Entries taken from a collection:
::::

impl<'m> Detector<'m> {
    pub fn new(image: &'m BitMatrix) -> Self {
        Self {
            image,
            compact: false,
            nb_layers: 0,
            nb_data_blocks: 0,
            nb_center_layers: 0,
            shift: 0,
            width: image.width() as i32,
            height: image.height() as i32,
        }
    }

    pub fn detect(&mut self) -> Result<AztecDetectorResult> {
        let p_center = self.get_matrix_center();
        let bulls_eye_corners = self.get_bulls_eye_corners(p_center)?;

        self.extract_parameters(&bulls_eye_corners)?;

        let bits = self.sample_grid(
            bulls_eye_corners[(self.shift % 4) as usize],
            bulls_eye_corners[((self.shift + 1) % 4) as usize],
            bulls_eye_corners[((self.shift + 2) % 4) as usize],
            bulls_eye_corners[((self.shift + 3) % 4) as usize],
        )?;

        let corners = self.get_matrix_corner_points(&bulls_eye_corners);

        Ok(AztecDetectorResult::new(bits, corners, self.compact, self.nb_data_blocks, self.nb_layers))
    }

    /// Finds the symbol's center: first by the shared white-rectangle
    /// detector (the bullseye's outer ring reads as a white square
    /// against the quiet zone), falling back to walking diagonally out
    /// from the image's own center when that detector comes up empty
    /// (true when the seed rectangle starts inside the bullseye itself).
    fn get_matrix_center(&self) -> GridPoint {
        let corners = WhiteRectangleDetector::new(self.image).and_then(|d| d.detect()).ok();

        let (mut a, mut b, mut c, mut d) = match corners {
            Some([pa, pb, pc, pd]) => (
                GridPoint::new(pa.x.round() as i32, pa.y.round() as i32),
                GridPoint::new(pb.x.round() as i32, pb.y.round() as i32),
                GridPoint::new(pc.x.round() as i32, pc.y.round() as i32),
                GridPoint::new(pd.x.round() as i32, pd.y.round() as i32),
            ),
            None => {
                let cx = self.width / 2;
                let cy = self.height / 2;
                (
                    self.get_first_different(GridPoint::new(cx + 7, cy - 7), false, 1, -1),
                    self.get_first_different(GridPoint::new(cx + 7, cy + 7), false, 1, 1),
                    self.get_first_different(GridPoint::new(cx - 7, cy + 7), false, -1, 1),
                    self.get_first_different(GridPoint::new(cx - 7, cy - 7), false, -1, -1),
                )
            }
        };

        let mut cx = ((a.x + d.x + b.x + c.x) as f32 / 4.0).round() as i32;
        let mut cy = ((a.y + d.y + b.y + c.y) as f32 / 4.0).round() as i32;

        let recentered = WhiteRectangleDetector::with_seed(self.image, 15, cx, cy).and_then(|d| d.detect()).ok();

        match recentered {
            Some([pa, pb, pc, pd]) => {
                a = GridPoint::new(pa.x.round() as i32, pa.y.round() as i32);
                b = GridPoint::new(pb.x.round() as i32, pb.y.round() as i32);
                c = GridPoint::new(pc.x.round() as i32, pc.y.round() as i32);
                d = GridPoint::new(pd.x.round() as i32, pd.y.round() as i32);
            }
            None => {
                a = self.get_first_different(GridPoint::new(cx + 7, cy - 7), false, 1, -1);
                b = self.get_first_different(GridPoint::new(cx + 7, cy + 7), false, 1, 1);
                c = self.get_first_different(GridPoint::new(cx - 7, cy + 7), false, -1, 1);
                d = self.get_first_different(GridPoint::new(cx - 7, cy - 7), false, -1, -1);
            }
        }

        cx = ((a.x + d.x + b.x + c.x) as f32 / 4.0).round() as i32;
        cy = ((a.y + d.y + b.y + c.y) as f32 / 4.0).round() as i32;

        GridPoint::new(cx, cy)
    }

    /// Walks outward from the center one alternating ring at a time
    /// until the black/white square stops being square (`q` outside
    /// [0.75, 1.25]) or stops being uniformly colored on each edge;
    /// a well-formed bullseye always stops after 5 rings (compact) or
    /// 7 rings (full-size).
    fn get_bulls_eye_corners(&mut self, p_center: GridPoint) -> Result<[Point; 4]> {
        let mut pina = p_center;
        let mut pinb = p_center;
        let mut pinc = p_center;
        let mut pind = p_center;

        let mut color = true;
        let mut nb_center_layers = 0u32;

        for layer in 1..9u32 {
            nb_center_layers = layer;
            let pouta = self.get_first_different(pina, color, 1, -1);
            let poutb = self.get_first_different(pinb, color, 1, 1);
            let poutc = self.get_first_different(pinc, color, -1, 1);
            let poutd = self.get_first_different(pind, color, -1, -1);

            if layer > 2 {
                let q = Self::distance(poutd, pouta) * layer as f32 / (Self::distance(pind, pina) * (layer + 2) as f32);
                if !(0.75..=1.25).contains(&q) || !self.is_white_or_black_rectangle(pouta, poutb, poutc, poutd) {
                    break;
                }
            }

            pina = pouta;
            pinb = poutb;
            pinc = poutc;
            pind = poutd;
            color = !color;
        }

        if nb_center_layers != 5 && nb_center_layers != 7 {
            return Err(Exceptions::not_found_with("aztec bullseye did not settle on 5 or 7 rings"));
        }

        self.compact = nb_center_layers == 5;
        self.nb_center_layers = nb_center_layers;

        let pinax = Point::new(pina.x as f32 + 0.5, pina.y as f32 - 0.5);
        let pinbx = Point::new(pinb.x as f32 + 0.5, pinb.y as f32 + 0.5);
        let pincx = Point::new(pinc.x as f32 - 0.5, pinc.y as f32 + 0.5);
        let pindx = Point::new(pind.x as f32 - 0.5, pind.y as f32 - 0.5);

        Ok(Self::expand_square(
            [pinax, pinbx, pincx, pindx],
            (2 * nb_center_layers - 3) as f32,
            (2 * nb_center_layers) as f32,
        ))
    }

    /// Reads the mode message off the bullseye's four sides and decodes
    /// it into `nb_layers`/`nb_data_blocks`, after fixing the rotation
    /// (which of the four corners is logically "top-left") and
    /// correcting the message with Reed-Solomon over `AZTEC_PARAM`.
    fn extract_parameters(&mut self, bulls_eye_corners: &[Point; 4]) -> Result<()> {
        for p in bulls_eye_corners {
            if !self.is_valid_point(*p) {
                return Err(Exceptions::not_found_with("aztec bullseye corner lies outside the image"));
            }
        }

        let length = 2 * self.nb_center_layers;
        let sides = [
            self.sample_line(bulls_eye_corners[0], bulls_eye_corners[1], length),
            self.sample_line(bulls_eye_corners[1], bulls_eye_corners[2], length),
            self.sample_line(bulls_eye_corners[2], bulls_eye_corners[3], length),
            self.sample_line(bulls_eye_corners[3], bulls_eye_corners[0], length),
        ];

        self.shift = Self::get_rotation(&sides, length);

        let mut parameter_data: u64 = 0;
        for i in 0..4u32 {
            let side = sides[((self.shift + i) % 4) as usize];
            if self.compact {
                parameter_data <<= 7;
                parameter_data += (side >> 1 & 0x7F) as u64;
            } else {
                parameter_data <<= 10;
                parameter_data += ((side >> 2 & (0x1f << 5)) + (side >> 1 & 0x1f)) as u64;
            }
        }

        let corrected_data = Self::get_corrected_parameter_data(parameter_data, self.compact)?;

        if self.compact {
            self.nb_layers = (corrected_data >> 6) + 1;
            self.nb_data_blocks = (corrected_data & 0x3F) + 1;
        } else {
            self.nb_layers = (corrected_data >> 11) + 1;
            self.nb_data_blocks = (corrected_data & 0x7FF) + 1;
        }

        Ok(())
    }

    fn get_corrected_parameter_data(mut parameter_data: u64, compact: bool) -> Result<u32> {
        let (num_codewords, num_data_codewords) = if compact { (7usize, 2usize) } else { (10usize, 4usize) };
        let num_ec_codewords = num_codewords - num_data_codewords;

        let mut parameter_words = vec![0i32; num_codewords];
        for word in parameter_words.iter_mut().rev() {
            *word = (parameter_data & 0xF) as i32;
            parameter_data >>= 4;
        }

        let field = get_predefined_genericgf(PredefinedGenericGf::AztecParam);
        let rs_decoder = ReedSolomonDecoder::new(field);
        rs_decoder
            .decode(&mut parameter_words, num_ec_codewords)
            .map_err(|_| Exceptions::not_found_with("aztec mode message failed reed-solomon correction"))?;

        let mut result = 0u32;
        for value in parameter_words.iter().take(num_data_codewords) {
            result = (result << 4) + *value as u32;
        }
        Ok(result)
    }

    /// Which of the four observed sides is actually the "top" one: each
    /// side carries 2 bits of a shared 12-bit locator pattern, and the
    /// four possible rotations have pairwise Hamming distance 8, so the
    /// best-matching rotation is unambiguous even with a few bit errors.
    fn get_rotation(sides: &[u32; 4], length: u32) -> u32 {
        let mut corner_bits: u32 = 0;
        for &side in sides {
            let t = (side >> (length - 2) << 1) + (side & 1);
            corner_bits = (corner_bits << 3) + t;
        }
        corner_bits = ((corner_bits & 1) << 11) + (corner_bits >> 1);

        let mut best_match = 0u32;
        let mut best_match_count: i32 = -1;
        for (shift, &pattern) in ROTATION_PATTERNS.iter().enumerate() {
            let match_count = (corner_bits & pattern).count_ones() as i32;
            if match_count > best_match_count {
                best_match_count = match_count;
                best_match = shift as u32;
            }
        }
        best_match
    }

    fn sample_line(&self, p1: Point, p2: Point, size: u32) -> u32 {
        let mut result = 0u32;
        let d = Point::distance(p1, p2);
        let module_size = d / size as f32;
        let dx = module_size * (p2.x - p1.x) / d;
        let dy = module_size * (p2.y - p1.y) / d;
        for i in 0..size {
            let x = (p1.x + i as f32 * dx).round() as u32;
            let y = (p1.y + i as f32 * dy).round() as u32;
            if self.image.get(x, y) {
                result |= 1 << (size - i - 1);
            }
        }
        result
    }

    fn get_dimension(&self) -> u32 {
        if self.compact {
            return 4 * self.nb_layers + 11;
        }
        if self.nb_layers <= 4 {
            return 4 * self.nb_layers + 15;
        }
        4 * self.nb_layers + 2 * ((self.nb_layers - 4) / 8 + 1) + 15
    }

    fn sample_grid(&self, top_left: Point, bottom_left: Point, bottom_right: Point, top_right: Point) -> Result<BitMatrix> {
        let dimension = self.get_dimension();
        let low = dimension as f32 / 2.0 - self.nb_center_layers as f32;
        let high = dimension as f32 / 2.0 + self.nb_center_layers as f32;

        let transform = PerspectiveTransform::quadrilateral_to_quadrilateral(
            low,
            low,
            high,
            low,
            high,
            high,
            low,
            high,
            top_left.x,
            top_left.y,
            top_right.x,
            top_right.y,
            bottom_right.x,
            bottom_right.y,
            bottom_left.x,
            bottom_left.y,
        );

        sample_grid(self.image, dimension, dimension, &transform)
    }

    fn get_matrix_corner_points(&self, bulls_eye_corners: &[Point; 4]) -> Vec<Point> {
        let dimension = self.get_dimension() as f32;
        Self::expand_square(*bulls_eye_corners, (2 * self.nb_center_layers) as f32, dimension).to_vec()
    }

    /// Re-centers and rescales a square described by its four corners
    /// from `old_side` to `new_side`, used both to push the raw
    /// bullseye-ring corners out by half a module and to grow the
    /// bullseye square all the way out to the full symbol.
    fn expand_square(points: [Point; 4], old_side: f32, new_side: f32) -> [Point; 4] {
        let ratio = new_side / (2.0 * old_side);

        let dx = points[0].x - points[2].x;
        let dy = points[0].y - points[2].y;
        let centerx = (points[0].x + points[2].x) / 2.0;
        let centery = (points[0].y + points[2].y) / 2.0;
        let result0 = Point::new(centerx + ratio * dx, centery + ratio * dy);
        let result2 = Point::new(centerx - ratio * dx, centery - ratio * dy);

        let dx = points[1].x - points[3].x;
        let dy = points[1].y - points[3].y;
        let centerx = (points[1].x + points[3].x) / 2.0;
        let centery = (points[1].y + points[3].y) / 2.0;
        let result1 = Point::new(centerx + ratio * dx, centery + ratio * dy);
        let result3 = Point::new(centerx - ratio * dx, centery - ratio * dy);

        [result0, result1, result2, result3]
    }

    fn is_white_or_black_rectangle(&self, p1: GridPoint, p2: GridPoint, p3: GridPoint, p4: GridPoint) -> bool {
        let corr = 3;
        let p1 = GridPoint::new(p1.x - corr, p1.y + corr);
        let p2 = GridPoint::new(p2.x - corr, p2.y - corr);
        let p3 = GridPoint::new(p3.x + corr, p3.y - corr);
        let p4 = GridPoint::new(p4.x + corr, p4.y + corr);

        let c_init = self.get_color(p4, p1);
        if c_init == 0 {
            return false;
        }

        if self.get_color(p1, p2) != c_init {
            return false;
        }
        if self.get_color(p2, p3) != c_init {
            return false;
        }
        self.get_color(p3, p4) == c_init
    }

    /// Traces the pixels between two points and reports whether they
    /// are (mostly) uniformly black (1), uniformly white (-1), or mixed
    /// (0), tolerating up to 10% disagreement either way.
    fn get_color(&self, p1: GridPoint, p2: GridPoint) -> i32 {
        let d = Self::distance(p1, p2);
        if d == 0.0 || !self.is_valid(p1.x, p1.y) {
            return 0;
        }
        let dx = (p2.x - p1.x) as f32 / d;
        let dy = (p2.y - p1.y) as f32 / d;

        let color_model = self.image.get(p1.x as u32, p1.y as u32);

        let mut px = p1.x as f32;
        let mut py = p1.y as f32;
        let mut error = 0;
        let i_max = d.ceil() as i32;
        for _ in 0..i_max {
            px += dx;
            py += dy;
            let rx = px.round() as i32;
            let ry = py.round() as i32;
            if !self.is_valid(rx, ry) {
                continue;
            }
            if self.image.get(rx as u32, ry as u32) != color_model {
                error += 1;
            }
        }

        let err_ratio = error as f32 / d;
        if err_ratio > 0.1 && err_ratio < 0.9 {
            return 0;
        }
        if (err_ratio <= 0.1) == color_model {
            1
        } else {
            -1
        }
    }

    fn get_first_different(&self, init: GridPoint, color: bool, dx: i32, dy: i32) -> GridPoint {
        let mut x = init.x + dx;
        let mut y = init.y + dy;

        while self.is_valid(x, y) && self.image.get(x as u32, y as u32) == color {
            x += dx;
            y += dy;
        }
        x -= dx;
        y -= dy;

        while self.is_valid(x, y) && self.image.get(x as u32, y as u32) == color {
            x += dx;
        }
        x -= dx;

        while self.is_valid(x, y) && self.image.get(x as u32, y as u32) == color {
            y += dy;
        }
        y -= dy;

        GridPoint::new(x, y)
    }

    fn is_valid(&self, x: i32, y: i32) -> bool {
        x >= 0 && x < self.width && y >= 0 && y < self.height
    }

    fn is_valid_point(&self, p: Point) -> bool {
        p.x >= 0.0 && p.x < self.width as f32 && p.y >= 0.0 && p.y < self.height as f32
    }

    fn distance(a: GridPoint, b: GridPoint) -> f32 {
        (((a.x - b.x) as f32).powi(2) + ((a.y - b.y) as f32).powi(2)).sqrt()
    }
}
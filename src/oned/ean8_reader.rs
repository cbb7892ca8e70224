/*
 * Copyright 2010 ZXing authors
 *
 * Licensed under the Apache License, Version 2.0 (the "License");
 * you may not use this file except in compliance with the License.
 * You may obtain a copy of the License at
 *
 *      http://www.apache.org/licenses/LICENSE-2.0
 *
 * Unless required by applicable law or agreed to in writing, software
 * distributed under the License is distributed on an "AS IS" BASIS,
 * WITHOUT WARRANTIES OR CONDITIONS OF ANY KIND, either express or implied.
 * See the License for the specific language governing permissions and
 * limitations under the License.
 */

use crate::common::{BitArray, Result};
use crate::oned::one_d_reader::OneDReader;
use crate::oned::upc_ean_reader::{decode_digit, find_guard_pattern, Range, UpcEanReader, L_PATTERNS, MIDDLE_PATTERN};
use crate::{BarcodeFormat, DecodingHintDictionary, RXingResult};

/// EAN-8 is a shorter EAN-13 sibling: four digits, the middle guard, then
/// four more, all in "odd" (L) parity - there is no hidden first digit to
/// recover, unlike EAN-13.
#[derive(Debug, Default)]
pub struct Ean8Reader;

impl OneDReader for Ean8Reader {
    fn decode_row(&self, row_number: u32, row: &BitArray, _hints: &DecodingHintDictionary) -> Result<RXingResult> {
        self.upc_ean_decode_row(row_number, row)
    }
}

impl UpcEanReader for Ean8Reader {
    fn barcode_format(&self) -> BarcodeFormat {
        BarcodeFormat::Ean8
    }

    fn decode_middle(&self, row: &BitArray, start_range: Range, result: &mut String) -> Result<usize> {
        let mut counters = [0u32; 4];
        let end = row.size();
        let mut row_offset = start_range.end;

        for _ in 0..4 {
            if row_offset >= end {
                break;
            }
            let best_match = decode_digit(row, &mut counters, row_offset, &L_PATTERNS)?;
            result.push(char::from_digit(best_match as u32, 10).unwrap());
            row_offset += counters.iter().sum::<u32>() as usize;
        }

        let middle_range = find_guard_pattern(row, row_offset, true, &MIDDLE_PATTERN)?;
        row_offset = middle_range.end;

        for _ in 0..4 {
            if row_offset >= end {
                break;
            }
            let best_match = decode_digit(row, &mut counters, row_offset, &L_PATTERNS)?;
            result.push(char::from_digit(best_match as u32, 10).unwrap());
            row_offset += counters.iter().sum::<u32>() as usize;
        }

        Ok(row_offset)
    }
}
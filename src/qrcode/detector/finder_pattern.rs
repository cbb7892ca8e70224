/*
 * Copyright 2007 ZXing authors
 *
 * Licensed under the Apache License, Version 2.0 (the "License");
 * you may not use this file except in compliance with the License.
 * You may obtain a copy of the License at
 *
 *      http://www.apache.org/licenses/LICENSE-2.0
 *
 * Unless required by applicable law or agreed to in writing, software
 * distributed under the License is distributed on an "AS IS" BASIS,
 * WITHOUT WARRANTIES OR CONDITIONS OF ANY KIND, either express or implied.
 * See the License for the specific language governing permissions and
 * limitations under the License.
 */

use crate::Point;

/// A candidate finder pattern center: one of the three nested-square
/// "bullseye" markers a QR symbol uses to anchor detection. Patterns
/// discovered at nearly the same location with a similar module size
/// are merged and their hit `count` incremented, so repeated scan lines
/// crossing the same real pattern reinforce each other instead of
/// producing duplicates.
#[derive(Debug, Clone, Copy)]
pub struct FinderPattern {
    pub point: Point,
    pub estimated_module_size: f32,
    pub count: u32,
}

impl FinderPattern {
    pub fn new(x: f32, y: f32, estimated_module_size: f32) -> Self {
        Self {
            point: Point::new(x, y),
            estimated_module_size,
            count: 1,
        }
    }

    pub fn with_count(x: f32, y: f32, estimated_module_size: f32, count: u32) -> Self {
        Self {
            point: Point::new(x, y),
            estimated_module_size,
            count,
        }
    }

    pub fn about_equals(&self, module_size: f32, i: f32, j: f32) -> bool {
        if (i - self.point.y).abs() <= module_size && (j - self.point.x).abs() <= module_size {
            let module_size_diff = (module_size - self.estimated_module_size).abs();
            module_size_diff <= 1.0 || module_size_diff <= self.estimated_module_size
        } else {
            false
        }
    }

    pub fn combine_estimate(&self, i: f32, j: f32, new_module_size: f32) -> Self {
        let combined_count = self.count + 1;
        let combined_x = (self.count as f32 * self.point.x + j) / combined_count as f32;
        let combined_y = (self.count as f32 * self.point.y + i) / combined_count as f32;
        let combined_module_size = (self.count as f32 * self.estimated_module_size + new_module_size) / combined_count as f32;
        Self::with_count(combined_x, combined_y, combined_module_size, combined_count)
    }
}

::::

▸ EXERCISE: Reproduce, word for word and in full, only the lines above that start at the line with "b = self.get_first_different(GridPoint::new(cx" and run through the line with "if nb_center_layers != 5", both ends included.

▸ EXERCISE RESPONSE:
                b = self.get_first_different(GridPoint::new(cx + 7, cy + 7), false, 1, 1);
                c = self.get_first_different(GridPoint::new(cx - 7, cy + 7), false, -1, 1);
                d = self.get_first_different(GridPoint::new(cx - 7, cy - 7), false, -1, -1);
            }
        }

        cx = ((a.x + d.x + b.x + c.x) as f32 / 4.0).round() as i32;
        cy = ((a.y + d.y + b.y + c.y) as f32 / 4.0).round() as i32;

        GridPoint::new(cx, cy)
    }

    /// Walks outward from the center one alternating ring at a time
    /// until the black/white square stops being square (`q` outside
    /// [0.75, 1.25]) or stops being uniformly colored on each edge;
    /// a well-formed bullseye always stops after 5 rings (compact) or
    /// 7 rings (full-size).
    fn get_bulls_eye_corners(&mut self, p_center: GridPoint) -> Result<[Point; 4]> {
        let mut pina = p_center;
        let mut pinb = p_center;
        let mut pinc = p_center;
        let mut pind = p_center;

        let mut color = true;
        let mut nb_center_layers = 0u32;

        for layer in 1..9u32 {
            nb_center_layers = layer;
            let pouta = self.get_first_different(pina, color, 1, -1);
            let poutb = self.get_first_different(pinb, color, 1, 1);
            let poutc = self.get_first_different(pinc, color, -1, 1);
            let poutd = self.get_first_different(pind, color, -1, -1);

            if layer > 2 {
                let q = Self::distance(poutd, pouta) * layer as f32 / (Self::distance(pind, pina) * (layer + 2) as f32);
                if !(0.75..=1.25).contains(&q) || !self.is_white_or_black_rectangle(pouta, poutb, poutc, poutd) {
                    break;
                }
            }

            pina = pouta;
            pinb = poutb;
            pinc = poutc;
            pind = poutd;
            color = !color;
        }

        if nb_center_layers != 5 && nb_center_layers != 7 {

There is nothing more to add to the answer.